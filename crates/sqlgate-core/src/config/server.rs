//! HTTP server configuration.

use serde::{Deserialize, Serialize};

/// Configuration for the HTTP front end.
#[derive(Debug, Clone, Serialize, Deserialize)]
pub struct ServerConfig {
    /// Bind address, e.g. "0.0.0.0:8080".
    #[serde(default = "default_listen_addr")]
    pub listen_addr: String,

    /// Cross-origin settings.
    #[serde(default)]
    pub cors: CorsConfig,
}

impl Default for ServerConfig {
    fn default() -> Self {
        Self {
            listen_addr: default_listen_addr(),
            cors: CorsConfig::default(),
        }
    }
}

/// CORS configuration.
#[derive(Debug, Clone, Serialize, Deserialize)]
pub struct CorsConfig {
    /// Whether to add CORS headers at all.
    #[serde(default = "default_true")]
    pub enabled: bool,

    /// Allowed origins. Empty means any origin.
    #[serde(default)]
    pub allowed_origins: Vec<String>,
}

impl Default for CorsConfig {
    fn default() -> Self {
        Self {
            enabled: true,
            allowed_origins: Vec::new(),
        }
    }
}

fn default_listen_addr() -> String {
    "0.0.0.0:8080".to_string()
}

fn default_true() -> bool {
    true
}
use async_trait::async_trait;
use sqlgate_core::{GatewayError, ResultSet, SchemaDescription};

/// A database the gateway can talk to.
///
/// Implementations own their connection pool. Each call acquires what it needs
/// and releases it before returning, on success and on error.
#[async_trait]
pub trait DatabaseBackend: Send + Sync {
    /// Read the live catalog. Failures are [`GatewayError::SchemaUnavailable`].
    async fn describe_schema(&self) -> Result<SchemaDescription, GatewayError>;

    /// Run already-validated text in a read-only context and collect every row
    /// in engine order. Failures are [`GatewayError::ExecutionFailed`] carrying
    /// the engine's message.
    async fn execute(&self, query: &str) -> Result<ResultSet, GatewayError>;
}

——————————

§ WHAT YOU ARE ASKED TO DO
Retype the material above exactly as given.

§ COMPLETED EXERCISE
filename crates/sqlgate-core/src/config/server.rs
//! HTTP server configuration.

use serde::{Deserialize, Serialize};

/// Configuration for the HTTP front end.
#[derive(Debug, Clone, Serialize, Deserialize)]
pub struct ServerConfig {
    /// Bind address, e.g. "0.0.0.0:8080".
    #[serde(default = "default_listen_addr")]
    pub listen_addr: String,

    /// Cross-origin settings.
    #[serde(default)]
    pub cors: CorsConfig,
}

impl Default for ServerConfig {
    fn default() -> Self {
        Self {
            listen_addr: default_listen_addr(),
            cors: CorsConfig::default(),
        }
    }
}

/// CORS configuration.
#[derive(Debug, Clone, Serialize, Deserialize)]
pub struct CorsConfig {
    /// Whether to add CORS headers at all.
    #[serde(default = "default_true")]
    pub enabled: bool,

    /// Allowed origins. Empty means any origin.
    #[serde(default)]
    pub allowed_origins: Vec<String>,
}

impl Default for CorsConfig {
    fn default() -> Self {
        Self {
            enabled: true,
            allowed_origins: Vec::new(),
        }
    }
}

fn default_listen_addr() -> String {
    "0.0.0.0:8080".to_string()
}

fn default_true() -> bool {
    true
}
use async_trait::async_trait;
use sqlgate_core::{GatewayError, ResultSet, SchemaDescription};

/// A database the gateway can talk to.
///
/// Implementations own their connection pool. Each call acquires what it needs
/// and releases it before returning, on success and on error.
#[async_trait]
pub trait DatabaseBackend: Send + Sync {
    /// Read the live catalog. Failures are [`GatewayError::SchemaUnavailable`].
    async fn describe_schema(&self) -> Result<SchemaDescription, GatewayError>;

    /// Run already-validated text in a read-only context and collect every row
    /// in engine order. Failures are [`GatewayError::ExecutionFailed`] carrying
    /// the engine's message.
    async fn execute(&self, query: &str) -> Result<ResultSet, GatewayError>;
}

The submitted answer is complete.